На этих собраниях в дни тезоименитства доводилось встречать еще более занятные образчики старого поколения. Одного из них я помню особенно отчетливо. Это был высокий, тучный старик в потертом сюртуке, морщившемся на талии. Его косматые брови почти полностью закрывали маленькие, тусклые глаза, а тяжелые усы частично скрывали большой рот, недвусмысленно выдававший чувственные наклонности. Волоса его были острижены так коротко, что трудно было сказать, какого они цвета, если бы им дать отрасти. Он неизменно приезжал в своем тарантасе аккурат к закуске — аппетитному угощению, подаваемому незадолго до обеда, — бормотал под нос поздравления хозяину и хозяйке да односложные приветствия знакомым, съедал обильную порцию и тут же усаживался за карточный стол, где просиживал в молчании до тех пор, пока находился хоть кто-то готовый с ним играть. Впрочем, играть с Андреем Васильевичем не любили, ибо общество его было неприятным, да к тому же он всегда ухитрялся уехать домой с набитым кошельком.

Андрей Васильевич слыл в округе известной личностью. Он составлял центр целого цикла легенд, и мне доводилось часто слышать, что его именем няньки успешно пугали непослушных детей. Я не упускал ни единой возможности встретиться с ним, ибо мне было любопытно воочию увидеть и изучить легендарное чудовище. Насколько правдивы были бесчисленные рассказы о нем, утверждать не берусь, но они определенно не были лишены оснований. В молодости он некоторое время служил в армии и даже в эпоху, когда у вояк-мартенистов всегда оставались отличные шансы на повышение, славился жестокостью к подчиненным. Однако его карьера оборвалась, когда он носил лишь чин капитана. Скомпрометировав себя тем или иным образом, он счел за благо подать в отставку и удалиться в имение. Здесь он устроил свой дом на магометанский, а не христианский лад и правил слугами и крестьянами так, как привык командовать солдатами, — применяя телесные наказания беспощадным образом. Жена не отваживалась протестовать против магометанских порядков, а любой крестьянин, встававший у них на пути, немедленно отдавался в рекруты или ссылался в Сибирь по требованию барина.* Наконец его тирания и вымогательства довели крепостных до бунта. Ночь напролет его дом был окружен и подожжен, но ему удалось избежать уготованной участи, после чего он велел безжалостно покарать всех участников мятежа. Это был суровый урок, но он не пошел ему впрок. Приняв меры предосторожности против подобных сюрпризов, он продолжал тиранствовать и вымогать по-прежнему, пока в 1861 году крестьяне не получили волю и его власть не подошла к концу.

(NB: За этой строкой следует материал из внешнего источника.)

//! Demo Mode - Simulated spectrophotometer for testing
//!
//! Answers the S250 protocol without hardware. The sample in the cell has a
//! single absorption band around 520 nm, and readings carry a little noise.

use byteorder::{BigEndian, ByteOrder};
use rand::rngs::StdRng;
use rand::{Rng, SeedableRng};
use std::collections::VecDeque;
use std::sync::atomic::{AtomicBool, AtomicUsize, Ordering};
use std::sync::{Arc, Mutex, PoisonError};
use std::time::Duration;

use crate::protocol::commands::{
    ANS_ABS_OK, ANS_AUTOTEST_OK, ANS_BASELINE_OK, ANS_INIT_OK, ANS_SET_WAVELENGTH_OK, CMD_PREFIX,
};
use crate::protocol::{
    Opcode, PortLister, PortOpener, ProtocolError, SerialSettings, Transport, ABSORBANCE_SCALE,
};

/// Peak of the simulated absorption band
const BAND_CENTER_NM: f64 = 520.0;
const BAND_WIDTH_NM: f64 = 40.0;
const BAND_HEIGHT: f64 = 0.8;
/// Absorbance of the empty cell
const CELL_OFFSET: f64 = 0.05;

/// Knobs shared between a test and the simulator it handed to the driver
#[derive(Debug, Default)]
pub struct SimulatorControl {
    silent: AtomicBool,
    unplugged: AtomicBool,
    frames: Mutex<Vec<Vec<u8>>>,
}

impl SimulatorControl {
    /// Shared control for a simulator and its test
    pub fn new() -> Arc<Self> {
        Arc::new(Self::default())
    }

    /// Stop answering (reads time out)
    pub fn set_silent(&self, silent: bool) {
        self.silent.store(silent, Ordering::SeqCst);
    }

    /// Make every further I/O fail as if the cable was pulled
    pub fn unplug(&self) {
        self.unplugged.store(true, Ordering::SeqCst);
    }

    /// Restore the link after [`Self::unplug`]
    pub fn replug(&self) {
        self.unplugged.store(false, Ordering::SeqCst);
    }

    /// Every frame written so far, in order
    pub fn frames(&self) -> Vec<Vec<u8>> {
        self.frames
            .lock()
            .unwrap_or_else(PoisonError::into_inner)
            .clone()
    }

    fn record(&self, frame: &[u8]) {
        self.frames
            .lock()
            .unwrap_or_else(PoisonError::into_inner)
            .push(frame.to_vec());
    }
}

/// Which measurement an OK ack announced
#[derive(Debug, Clone, Copy, PartialEq, Eq)]
enum PendingFetch {
    Zero,
    Absorbance,
}

/// Simulated S250 implementing [`Transport`]
pub struct SimulatedSpectrometer {
    control: Arc<SimulatorControl>,
    output: VecDeque<u8>,
    firmware_version: u8,
    model_code: [u8; 2],
    wavelength_nm: u16,
    baseline: (u16, u16),
    zero: f64,
    pending: Option<PendingFetch>,
    /// Noise amplitude in device units
    noise: i16,
    rng: StdRng,
}

impl SimulatedSpectrometer {
    /// An S250 I+/E+ with firmware 12
    pub fn new(control: Arc<SimulatorControl>) -> Self {
        Self {
            control,
            output: VecDeque::new(),
            firmware_version: 12,
            model_code: *b"T\x00",
            wavelength_nm: 540,
            baseline: (330, 900),
            zero: 0.0,
            pending: None,
            noise: 5,
            rng: StdRng::from_entropy(),
        }
    }

    /// Report another PROM version
    pub fn with_firmware_version(mut self, version: u8) -> Self {
        self.firmware_version = version;
        self
    }

    /// Report another model code
    pub fn with_model_code(mut self, code: [u8; 2]) -> Self {
        self.model_code = code;
        self
    }

    /// Noise-free readings
    pub fn without_noise(mut self) -> Self {
        self.noise = 0;
        self
    }

    /// Absorbance of the sample at `wavelength_nm`, before zeroing
    pub fn sample_absorbance(wavelength_nm: u16) -> f64 {
        let x = (f64::from(wavelength_nm) - BAND_CENTER_NM) / BAND_WIDTH_NM;
        CELL_OFFSET + BAND_HEIGHT * (-x * x).exp()
    }

    fn to_device_units(&mut self, absorbance: f64) -> i16 {
        let noise = if self.noise > 0 {
            self.rng.gen_range(-self.noise..=self.noise)
        } else {
            0
        };
        let raw = (absorbance * ABSORBANCE_SCALE).round() + f64::from(noise);
        raw.clamp(f64::from(i16::MIN), f64::from(i16::MAX)) as i16
    }

    fn push_i16(&mut self, value: i16) {
        let mut buf = [0u8; 2];
        BigEndian::write_i16(&mut buf, value);
        self.output.extend(buf);
    }

    fn respond(&mut self, frame: &[u8]) {
        let body = match frame.split_first() {
            Some((&CMD_PREFIX, rest)) => rest,
            _ => frame,
        };
        let Some((&opcode, payload)) = body.split_first() else {
            return;
        };
        let Some(opcode) = Opcode::from_byte(opcode) else {
            return;
        };

        match opcode {
            Opcode::Init => self.output.push_back(ANS_INIT_OK),
            Opcode::Firmware => self.output.extend([0x00, self.firmware_version]),
            Opcode::Autotest => self.output.push_back(ANS_AUTOTEST_OK),
            Opcode::SetAbsWavelength if payload.len() == 5 => {
                self.wavelength_nm = BigEndian::read_u16(&payload[0..2]);
                self.output.push_back(ANS_SET_WAVELENGTH_OK);
            }
            Opcode::GetZeroAbs => {
                self.pending = Some(PendingFetch::Zero);
                self.output.push_back(ANS_ABS_OK);
            }
            Opcode::GetAbs => {
                self.pending = Some(PendingFetch::Absorbance);
                self.output.push_back(ANS_ABS_OK);
            }
            Opcode::GetAbsData => {
                let raw = Self::sample_absorbance(self.wavelength_nm);
                let value = match self.pending.take() {
                    Some(PendingFetch::Zero) => {
                        self.zero = raw;
                        0.0
                    }
                    Some(PendingFetch::Absorbance) => raw - self.zero,
                    None => return,
                };
                let units = self.to_device_units(value);
                self.output.push_back(0x00);
                self.push_i16(units);
            }
            Opcode::BaseLine if payload.len() == 8 => {
                self.baseline = (
                    BigEndian::read_u16(&payload[0..2]),
                    BigEndian::read_u16(&payload[2..4]),
                );
                self.output.push_back(ANS_BASELINE_OK);
            }
            Opcode::GetSpectrum => {
                let (start, end) = self.baseline;
                let count = end.saturating_sub(start).saturating_add(1);
                let mut header = [0u8; 7];
                BigEndian::write_u16(&mut header[2..4], start);
                BigEndian::write_u16(&mut header[4..6], count);
                self.output.extend(header);
                for index in 0..count {
                    let value = Self::sample_absorbance(start + index);
                    let units = self.to_device_units(value);
                    self.push_i16(units);
                }
            }
            Opcode::GetType => {
                let code = self.model_code;
                self.output.extend(code);
            }
            // Stop has no answer; malformed payloads are ignored like the firmware does
            _ => {}
        }
    }

    fn check_plugged(&self) -> Result<(), ProtocolError> {
        if self.control.unplugged.load(Ordering::SeqCst) {
            return Err(ProtocolError::Transport("simulated device unplugged".into()));
        }
        Ok(())
    }
}

impl Transport for SimulatedSpectrometer {
    fn write(&mut self, bytes: &[u8]) -> Result<usize, ProtocolError> {
        self.check_plugged()?;
        self.control.record(bytes);
        if !self.control.silent.load(Ordering::SeqCst) {
            self.respond(bytes);
        }
        Ok(bytes.len())
    }

    fn read(&mut self, n: usize, timeout: Duration) -> Result<Vec<u8>, ProtocolError> {
        self.check_plugged()?;
        if self.output.len() < n {
            // Nothing more is coming; behave like a port waiting out its timeout
            std::thread::sleep(timeout);
        }
        let take = n.min(self.output.len());
        Ok(self.output.drain(..take).collect())
    }

    fn discard_input(&mut self) -> Result<(), ProtocolError> {
        self.check_plugged()?;
        self.output.clear();
        Ok(())
    }
}

/// Opener handing out simulated instruments on a fixed set of port names
pub struct SimulatedOpener {
    ports: Vec<String>,
    control: Arc<SimulatorControl>,
    opens: AtomicUsize,
    noise: bool,
}

impl SimulatedOpener {
    /// Opener exposing the single port `sim0`
    pub fn new(control: Arc<SimulatorControl>) -> Self {
        Self {
            ports: vec!["sim0".to_string()],
            control,
            opens: AtomicUsize::new(0),
            noise: true,
        }
    }

    /// Simulated instruments answer without noise
    pub fn without_noise(mut self) -> Self {
        self.noise = false;
        self
    }

    /// Number of successful opens so far
    pub fn open_count(&self) -> usize {
        self.opens.load(Ordering::SeqCst)
    }
}

impl PortLister for SimulatedOpener {
    fn list_ports(&self) -> Vec<String> {
        self.ports.clone()
    }
}

impl PortOpener for SimulatedOpener {
    fn open(
        &self,
        port_name: &str,
        settings: &SerialSettings,
    ) -> Result<Box<dyn Transport>, ProtocolError> {
        settings.validate()?;
        if !self.ports.iter().any(|p| p == port_name) {
            return Err(ProtocolError::PortNotFound(port_name.to_string()));
        }
        self.opens.fetch_add(1, Ordering::SeqCst);
        let device = SimulatedSpectrometer::new(Arc::clone(&self.control));
        Ok(Box::new(if self.noise {
            device
        } else {
            device.without_noise()
        }))
    }
}

#[cfg(test)]
mod tests {
    use super::*;
    use crate::protocol::codec::{self, Decoded, Response};
    use crate::protocol::Command;

    fn exchange(sim: &mut SimulatedSpectrometer, command: Command) -> Vec<u8> {
        sim.write(&command.encode()).unwrap();
        sim.read(command.expected_response_len(), Duration::ZERO)
            .unwrap()
    }

    #[test]
    fn test_answers_identity() {
        let mut sim = SimulatedSpectrometer::new(SimulatorControl::new())
            .with_firmware_version(7)
            .without_noise();
        let bytes = exchange(&mut sim, Command::Init);
        assert_eq!(
            codec::decode(&Command::Init, &bytes).unwrap(),
            Decoded::Complete(Response::Initialized(true))
        );
        let bytes = exchange(&mut sim, Command::Firmware);
        assert_eq!(bytes, vec![0x00, 7]);
        assert_eq!(exchange(&mut sim, Command::GetModel), b"T\x00".to_vec());
    }

    #[test]
    fn test_absorbance_relative_to_zero() {
        let mut sim = SimulatedSpectrometer::new(SimulatorControl::new()).without_noise();
        exchange(
            &mut sim,
            Command::SetWavelength {
                wavelength_nm: 520,
                gain: 255,
            },
        );
        assert_eq!(exchange(&mut sim, Command::GetZero), vec![ANS_ABS_OK]);
        sim.write(&[Opcode::GetAbsData.byte()]).unwrap();
        let zero = sim.read(3, Duration::ZERO).unwrap();
        assert_eq!(codec::decode_absorbance_data(&zero).unwrap(), 0.0);
    }

    #[test]
    fn test_spectrum_follows_baseline() {
        let mut sim = SimulatedSpectrometer::new(SimulatorControl::new()).without_noise();
        exchange(
            &mut sim,
            Command::Baseline {
                start_nm: 500,
                end_nm: 504,
                resolution_nm: 3,
                speed: 8,
            },
        );
        let header = exchange(&mut sim, Command::GetSpectrum);
        let header = codec::decode_spectrum_header(&header).unwrap();
        assert_eq!((header.start_nm, header.count), (500, 5));
        let samples = sim.read(10, Duration::ZERO).unwrap();
        assert_eq!(samples.len(), 10);
    }

    #[test]
    fn test_silent_and_unplugged() {
        let control = SimulatorControl::new();
        let mut sim = SimulatedSpectrometer::new(Arc::clone(&control));
        control.set_silent(true);
        assert!(exchange(&mut sim, Command::Init).is_empty());

        control.unplug();
        assert!(matches!(
            sim.write(&Command::Init.encode()),
            Err(ProtocolError::Transport(_))
        ));
        assert_eq!(control.frames().len(), 1);
    }

    #[test]
    fn test_opener_knows_its_ports() {
        let opener = SimulatedOpener::new(SimulatorControl::new());
        assert_eq!(opener.list_ports(), vec!["sim0".to_string()]);
        assert!(matches!(
            opener.open("COM9", &SerialSettings::default()),
            Err(ProtocolError::PortNotFound(_))
        ));
        assert!(opener.open("sim0", &SerialSettings::default()).is_ok());
        assert_eq!(opener.open_count(), 1);
    }
}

* Помещик, почитавший кого-либо из своих крестьян буйным, мог по закону отправить их в ссылку в Сибирь без суда при условии оплаты расходов на переезд. По прибытии на место назначения они получали землю и жили как вольные поселенцы с единственным ограничением: им запрещалось покидать местность, где они осели.

Совсем иного сорта человек — Павел Трофимович, который точно так же регулярно приезжал засвидетельствовать свое почтение и принести поздравления генералу и «генеральше».* Было отрадно перевести взгляд с жестких, иссеченных морщинами, угрюмых черт легендарного чудовища на мягкое, гладкое, добродушное лицо этого человека, который привык смотреть на светлую сторону вещей до тех пор, пока само его лицо не запечатлело отсвет этого сияния. «Доброе, веселое, честное лицо!» — мог бы воскликнуть незнакомец, глядя на него. Зная кое-что о его характере и прошлом, я не мог разделить подобное мнение. Весел он безусловно был, ибо мало кто умел так хорошо создавать веселье и наслаждаться им. Добрым его тоже можно было назвать, если понимать это слово в смысле добродушия, поскольку он никогда не держал зла и всегда был готов сделать доброе дело, если это не требовало от него усилий. Но что касается его честности, тут требовались оговорки. Репутация его определенно не была безупречной, ибо до судебной реформы он служил судьей в уездном суде; а поскольку Катоном он не являлся, то не устоял перед обычными искушениями. Законов он никогда не изучал и на обладание глубокими юридическими познаниями не претендовал. Всем, кто соглашался его слушать, он открыто заявлял, что гораздо лучше разбирается в легавых и гончих, нежели в юридических тонкостях. Но имение у него было очень маленьким, и отказаться от должности он не мог.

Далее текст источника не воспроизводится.